== TASK PROMPT ==
Keep only the lines of the data below that contain "through", and copy them.

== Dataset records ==
——————

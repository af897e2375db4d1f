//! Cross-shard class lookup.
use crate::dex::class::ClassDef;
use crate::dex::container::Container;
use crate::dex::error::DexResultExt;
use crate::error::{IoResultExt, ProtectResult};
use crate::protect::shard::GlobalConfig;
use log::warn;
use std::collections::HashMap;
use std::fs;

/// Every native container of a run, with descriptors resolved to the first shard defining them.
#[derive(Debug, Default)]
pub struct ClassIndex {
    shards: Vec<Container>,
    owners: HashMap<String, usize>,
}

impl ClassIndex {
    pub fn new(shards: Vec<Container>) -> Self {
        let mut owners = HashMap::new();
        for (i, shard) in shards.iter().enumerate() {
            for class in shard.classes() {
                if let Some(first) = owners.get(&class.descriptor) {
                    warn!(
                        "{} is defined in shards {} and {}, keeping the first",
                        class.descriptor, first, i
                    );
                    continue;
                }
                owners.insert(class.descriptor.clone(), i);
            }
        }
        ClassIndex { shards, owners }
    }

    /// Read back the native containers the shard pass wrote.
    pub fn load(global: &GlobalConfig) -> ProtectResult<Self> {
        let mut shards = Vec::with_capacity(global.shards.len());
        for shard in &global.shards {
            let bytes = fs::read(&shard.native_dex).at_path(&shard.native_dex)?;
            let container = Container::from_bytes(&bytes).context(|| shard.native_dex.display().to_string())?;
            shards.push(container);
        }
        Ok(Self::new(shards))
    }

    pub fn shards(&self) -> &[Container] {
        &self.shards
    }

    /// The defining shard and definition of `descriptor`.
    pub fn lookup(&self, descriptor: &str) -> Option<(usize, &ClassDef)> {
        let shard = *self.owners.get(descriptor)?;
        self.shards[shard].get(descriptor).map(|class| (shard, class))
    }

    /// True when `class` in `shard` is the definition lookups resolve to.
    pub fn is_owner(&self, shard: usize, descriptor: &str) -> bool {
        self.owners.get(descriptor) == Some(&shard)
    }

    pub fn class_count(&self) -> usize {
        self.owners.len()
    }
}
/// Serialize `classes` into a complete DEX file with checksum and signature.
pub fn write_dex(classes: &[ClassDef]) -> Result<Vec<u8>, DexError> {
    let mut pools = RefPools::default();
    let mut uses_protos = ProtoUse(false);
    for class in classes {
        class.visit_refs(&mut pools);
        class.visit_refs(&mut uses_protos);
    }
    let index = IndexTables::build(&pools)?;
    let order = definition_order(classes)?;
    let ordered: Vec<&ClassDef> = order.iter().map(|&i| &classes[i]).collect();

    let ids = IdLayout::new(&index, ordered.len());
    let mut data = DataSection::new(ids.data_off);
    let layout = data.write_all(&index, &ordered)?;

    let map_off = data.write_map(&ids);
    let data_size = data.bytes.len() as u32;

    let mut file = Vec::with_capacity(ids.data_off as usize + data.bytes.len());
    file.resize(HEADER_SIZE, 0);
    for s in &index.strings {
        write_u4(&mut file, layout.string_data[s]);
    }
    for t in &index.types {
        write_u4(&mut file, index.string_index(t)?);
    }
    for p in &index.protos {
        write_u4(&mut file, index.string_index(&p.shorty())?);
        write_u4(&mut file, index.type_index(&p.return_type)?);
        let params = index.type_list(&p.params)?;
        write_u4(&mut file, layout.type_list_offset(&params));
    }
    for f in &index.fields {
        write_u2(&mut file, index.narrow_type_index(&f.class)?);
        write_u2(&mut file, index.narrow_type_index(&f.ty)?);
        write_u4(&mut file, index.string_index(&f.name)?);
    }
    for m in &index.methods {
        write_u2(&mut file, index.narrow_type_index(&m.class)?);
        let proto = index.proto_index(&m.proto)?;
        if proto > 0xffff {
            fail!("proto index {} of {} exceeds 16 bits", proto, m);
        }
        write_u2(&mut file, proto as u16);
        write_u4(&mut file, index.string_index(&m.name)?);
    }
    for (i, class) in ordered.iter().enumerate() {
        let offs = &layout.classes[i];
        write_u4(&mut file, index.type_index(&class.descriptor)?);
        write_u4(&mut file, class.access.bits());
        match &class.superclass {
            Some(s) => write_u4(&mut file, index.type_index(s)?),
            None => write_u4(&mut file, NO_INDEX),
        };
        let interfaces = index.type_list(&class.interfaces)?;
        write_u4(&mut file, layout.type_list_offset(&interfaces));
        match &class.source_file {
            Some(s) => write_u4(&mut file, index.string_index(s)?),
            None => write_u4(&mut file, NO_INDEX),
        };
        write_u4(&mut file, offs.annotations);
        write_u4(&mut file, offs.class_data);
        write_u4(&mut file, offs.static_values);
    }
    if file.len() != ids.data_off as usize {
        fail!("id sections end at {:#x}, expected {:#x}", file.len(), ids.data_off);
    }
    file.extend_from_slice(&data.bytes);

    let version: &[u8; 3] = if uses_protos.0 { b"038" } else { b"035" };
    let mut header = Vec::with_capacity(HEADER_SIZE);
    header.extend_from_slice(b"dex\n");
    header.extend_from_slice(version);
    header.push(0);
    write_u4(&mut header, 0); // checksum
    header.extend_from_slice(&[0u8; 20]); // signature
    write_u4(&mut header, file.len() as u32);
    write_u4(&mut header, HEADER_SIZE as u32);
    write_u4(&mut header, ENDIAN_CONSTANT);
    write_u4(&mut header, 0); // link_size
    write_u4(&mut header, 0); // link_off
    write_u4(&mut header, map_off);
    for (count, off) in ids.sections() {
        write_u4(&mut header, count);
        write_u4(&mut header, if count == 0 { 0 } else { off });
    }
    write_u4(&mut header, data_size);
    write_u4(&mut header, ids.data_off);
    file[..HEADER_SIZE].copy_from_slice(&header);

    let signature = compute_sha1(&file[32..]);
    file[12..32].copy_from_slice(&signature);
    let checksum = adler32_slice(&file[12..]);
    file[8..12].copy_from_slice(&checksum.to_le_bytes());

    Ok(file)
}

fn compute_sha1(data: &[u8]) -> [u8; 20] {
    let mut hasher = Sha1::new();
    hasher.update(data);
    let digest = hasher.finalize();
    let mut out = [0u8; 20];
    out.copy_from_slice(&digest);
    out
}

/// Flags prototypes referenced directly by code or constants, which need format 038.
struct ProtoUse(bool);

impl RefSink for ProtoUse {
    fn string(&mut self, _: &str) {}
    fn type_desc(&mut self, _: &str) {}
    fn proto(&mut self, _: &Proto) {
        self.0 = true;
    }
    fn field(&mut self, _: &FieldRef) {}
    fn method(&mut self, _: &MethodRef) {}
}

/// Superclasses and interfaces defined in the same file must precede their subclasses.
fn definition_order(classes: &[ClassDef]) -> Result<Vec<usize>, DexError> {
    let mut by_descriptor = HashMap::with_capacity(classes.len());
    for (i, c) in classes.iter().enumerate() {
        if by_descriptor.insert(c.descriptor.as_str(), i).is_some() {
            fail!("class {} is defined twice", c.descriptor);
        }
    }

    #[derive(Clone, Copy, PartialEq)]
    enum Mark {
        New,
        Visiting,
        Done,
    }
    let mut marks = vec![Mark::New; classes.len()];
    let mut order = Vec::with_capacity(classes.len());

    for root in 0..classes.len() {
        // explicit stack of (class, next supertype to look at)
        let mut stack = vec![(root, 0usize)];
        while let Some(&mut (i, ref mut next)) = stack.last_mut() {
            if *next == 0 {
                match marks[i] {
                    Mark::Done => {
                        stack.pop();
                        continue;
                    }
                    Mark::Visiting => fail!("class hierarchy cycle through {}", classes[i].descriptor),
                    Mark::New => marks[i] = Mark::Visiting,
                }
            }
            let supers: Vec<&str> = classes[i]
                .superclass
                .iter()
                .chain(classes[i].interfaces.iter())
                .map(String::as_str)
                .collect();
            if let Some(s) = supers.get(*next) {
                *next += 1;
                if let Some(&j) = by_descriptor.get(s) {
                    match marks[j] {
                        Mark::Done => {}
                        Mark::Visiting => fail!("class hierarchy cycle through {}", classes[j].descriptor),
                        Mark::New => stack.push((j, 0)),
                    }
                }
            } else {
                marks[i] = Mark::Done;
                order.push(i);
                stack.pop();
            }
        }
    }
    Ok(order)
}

——————

== SOLUTION ==
                    Mark::Visiting => fail!("class hierarchy cycle through {}", classes[i].descriptor),
                        Mark::Visiting => fail!("class hierarchy cycle through {}", classes[j].descriptor),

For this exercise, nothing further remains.